1. Trojan and British history
  1. Anonymous, Daretis Phrygii de excidio Troiae historia with an introductory letter attributed to Cornelius Nepos
  2. Geoffrey of Monmouth, Historia regum Brittanniae, followed by a table of rulers, Tabula in historiis Britonum
  3. Gildas, De excidio Britanniae
  4. Anonymous, Encomium Emmae Reginae, which is called Tractatus de gestis regis Chnutonis in the explicit
2. The Orient
  1. Marco Polo, De conditionibus et consuetudinibus orientalium regionum (Latin translation of Francesco Pipino)
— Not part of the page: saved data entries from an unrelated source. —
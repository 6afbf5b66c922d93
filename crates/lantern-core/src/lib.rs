// SPDX-License-Identifier: CEPL-1.0
#![deny(unsafe_op_in_unsafe_fn)]
pub mod config;

pub use config::{AppConfig, ConfigError, RenderConfig, SelectionPolicy, WindowConfig};

/// Installs the global `tracing` subscriber. `RUST_LOG` wins; otherwise `info`.
pub fn init_tracing() {
    use tracing_subscriber::{fmt, EnvFilter};
    let filter = EnvFilter::try_from_default_env().unwrap_or_else(|_| EnvFilter::new("info"));
    let _ = fmt()
        .with_env_filter(filter)
        .with_target(false)
        .compact()
        .try_init();
}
  2. Odoric of Pordenone, De ritibus orientalium regionum
  3. Peter, 'archbishop of Russia', Tractatus de ortu Tartarorum, including two other letters about the Mongols:
    1. A letter from a Hungarian bishop reporting the interrogation of two Mongol prisoners, a text that is also found in Matthew of Paris, Chronica maiora, and in the Annals of Waverley
    2. A letter from Raoul of Mérencourt, patriarch of Jerusalem, to Pope Honorius III outlining the Mongol threat around 1221
  4. Anonymous, Gesta Francorum et aliorum Hierosolimitanorum, which is called Tractatus de ortu processu et actibus Machometi in the explicit rubric
  5. William of Tripoli, Gesta Machometi (that is, De statu Sarracenorum)
  6. Anonymous, De Machometo
3. Prophecies
  1. 26 prophetic texts in prose and verse all associated with and probably written in England

The compendium contains the only extant copy of the recension of the Encomium Emmae Reginae prepared for Edward the Confessor.